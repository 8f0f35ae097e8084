//! Remote callbacks and fetch options
//!
//! Authentication is delegated entirely to git's native credential system:
//! - SSH agent, then keys from ~/.ssh/
//! - Git credential helpers
//! - Anonymous access for public HTTPS remotes

use git2::{Cred, CredentialType, Error, ErrorClass, ErrorCode, FetchOptions, RemoteCallbacks};

fn auth_error(message: &str) -> Error {
    Error::new(ErrorCode::Auth, ErrorClass::Http, message)
}

fn ssh_key_credentials(username: &str) -> std::result::Result<Cred, Error> {
    let ssh_dir = dirs::home_dir().unwrap_or_default().join(".ssh");

    ["id_ed25519", "id_rsa", "id_ecdsa"]
        .iter()
        .map(|name| (ssh_dir.join(name), ssh_dir.join(format!("{name}.pub"))))
        .filter(|(private_key, _)| private_key.exists())
        .find_map(|(private_key, public_key)| {
            let public_key = public_key.exists().then_some(public_key.as_path());
            Cred::ssh_key(username, public_key, &private_key, None).ok()
        })
        .ok_or_else(|| auth_error("no usable SSH key found"))
}

fn user_pass_credentials(
    url: &str,
    username_from_url: Option<&str>,
) -> std::result::Result<Cred, Error> {
    if let Ok(config) = git2::Config::open_default() {
        if let Ok(cred) = Cred::credential_helper(&config, url, username_from_url) {
            return Ok(cred);
        }
    }

    // Public repositories accept any credentials; let the server decide.
    Cred::userpass_plaintext(username_from_url.unwrap_or(""), "")
}

/// Remote callbacks wired to git's native credential system
pub fn remote_callbacks() -> RemoteCallbacks<'static> {
    let mut callbacks = RemoteCallbacks::new();
    callbacks.credentials(|url, username_from_url, allowed_types| {
        if allowed_types.contains(CredentialType::DEFAULT) {
            return Cred::default();
        }

        if allowed_types.contains(CredentialType::SSH_KEY) {
            let username = username_from_url.unwrap_or("git");
            return Cred::ssh_key_from_agent(username).or_else(|_| ssh_key_credentials(username));
        }

        if allowed_types.contains(CredentialType::USER_PASS_PLAINTEXT) {
            return user_pass_credentials(url, username_from_url);
        }

        Err(auth_error("authentication failed"))
    });
    callbacks
}

/// Fetch options for clone and fetch; `depth` of `None` fetches full history
pub fn fetch_options(depth: Option<i32>) -> FetchOptions<'static> {
    let mut options = FetchOptions::new();
    options.remote_callbacks(remote_callbacks());
    if let Some(depth) = depth {
        options.depth(depth);
    }
    options
}
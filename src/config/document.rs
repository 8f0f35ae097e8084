//! Versioned JSON document persistence
//!
//! Documents are written to a temporary sibling file and renamed over the
//! target, so a crash mid-write never leaves a torn document behind. This does
//! not serialize concurrent writers.

use std::fs;
use std::io::Write;
use std::path::Path;

use serde::Serialize;
use serde::de::DeserializeOwned;
use tempfile::NamedTempFile;

use crate::error::{QuiverError, Result, fs as fs_error};

/// Current on-disk format version of every document
pub const FORMAT_VERSION: u32 = 1;

/// A document carrying a format version tag
pub trait Versioned {
    fn version(&self) -> u32;
}

/// Read a document, returning the default document if the file does not exist
pub fn read<T>(path: &Path) -> Result<T>
where
    T: DeserializeOwned + Default + Versioned,
{
    let content = match fs::read_to_string(path) {
        Ok(content) => content,
        Err(e) if e.kind() == std::io::ErrorKind::NotFound => {
            tracing::debug!(path = %path.display(), "document missing, starting empty");
            return Ok(T::default());
        }
        Err(e) => return Err(fs_error::read_failed(path.display().to_string(), e.to_string())),
    };

    let document: T =
        serde_json::from_str(&content).map_err(|e| QuiverError::ConfigParseFailed {
            path: path.display().to_string(),
            reason: e.to_string(),
        })?;

    if document.version() > FORMAT_VERSION {
        return Err(QuiverError::UnsupportedFormatVersion {
            path: path.display().to_string(),
            version: document.version(),
        });
    }

    Ok(document)
}

/// Serialize a document to its on-disk text form
pub fn to_json<T: Serialize>(document: &T) -> Result<String> {
    let mut json = serde_json::to_string_pretty(document)?;
    json.push('\n');
    Ok(json)
}

/// Write a document by rename-over, creating its parent directory if needed
pub fn write<T: Serialize>(path: &Path, document: &T) -> Result<()> {
    let json = to_json(document)?;
    let write_err = |e: &dyn std::fmt::Display| {
        fs_error::write_failed(path.display().to_string(), e.to_string())
    };

    let parent = path
        .parent()
        .filter(|p| !p.as_os_str().is_empty())
        .unwrap_or_else(|| Path::new("."));
    fs::create_dir_all(parent).map_err(|e| write_err(&e))?;

    let mut tmp = NamedTempFile::new_in(parent).map_err(|e| write_err(&e))?;
    tmp.write_all(json.as_bytes()).map_err(|e| write_err(&e))?;
    tmp.as_file().sync_all().map_err(|e| write_err(&e))?;
    tmp.persist(path).map_err(|e| write_err(&e.error))?;

    tracing::debug!(path = %path.display(), bytes = json.len(), "document written");
    Ok(())
}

◇ ◇ ◇ ◇

**WORK ITEM:** Leaving out every line before the one with "tmp.persist(path).map_err(|e| write_err(&e.error))?;", print the rest of the listing above exactly, through its final line.

**FINISHED TASK:**
    tmp.persist(path).map_err(|e| write_err(&e.error))?;

    tracing::debug!(path = %path.display(), bytes = json.len(), "document written");
    Ok(())
}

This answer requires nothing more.